• _RECORDS PROVIDED_
Content starts

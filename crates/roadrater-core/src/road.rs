//! Road segment types.

use chrono::{DateTime, Utc};
use serde::{Deserialize, Serialize};

use crate::rating::RatingStats;

/// A rateable stretch of road.
///
/// Segments are pre-seeded or externally managed; there is no creation
/// endpoint. Coordinates are optional: a segment without them is not
/// mappable but can still be rated.
#[derive(Debug, Clone, Serialize, Deserialize, sqlx::FromRow)]
pub struct RoadSegment {
    /// Unique identifier.
    pub id: i64,

    /// Display name.
    pub name: String,

    /// Latitude, if the segment is geolocated.
    pub latitude: Option<f64>,

    /// Longitude, if the segment is geolocated.
    pub longitude: Option<f64>,

    /// When the segment was created.
    pub created_at: DateTime<Utc>,
}

/// A road segment merged with its aggregate rating figures.
///
/// `rating_count` and `average_rating` are zero when the segment has no
/// ratings.
#[derive(Debug, Clone, Serialize, Deserialize, sqlx::FromRow)]
pub struct RoadSummary {
    /// Unique identifier.
    pub id: i64,

    /// Display name.
    pub name: String,

    /// Latitude, if the segment is geolocated.
    pub latitude: Option<f64>,

    /// Longitude, if the segment is geolocated.
    pub longitude: Option<f64>,

    /// When the segment was created.
    pub created_at: DateTime<Utc>,

    /// Number of ratings submitted against this segment.
    pub rating_count: i64,

    /// Mean score at 2-decimal precision, 0 when unrated.
    pub average_rating: f64,
}

impl RoadSummary {
    /// Merge a segment with its aggregate statistics.
    #[must_use]
    pub fn from_segment(segment: RoadSegment, stats: &RatingStats) -> Self {
        Self {
            id: segment.id,
            name: segment.name,
            latitude: segment.latitude,
            longitude: segment.longitude,
            created_at: segment.created_at,
            rating_count: stats.count,
            average_rating: stats.average,
        }
    }
}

Content ends

• _EXERCISE_
Taking the entries as a whole, work out how many lines contain the string "Self". Respond with only the number.

• _ANSWER BOX_
2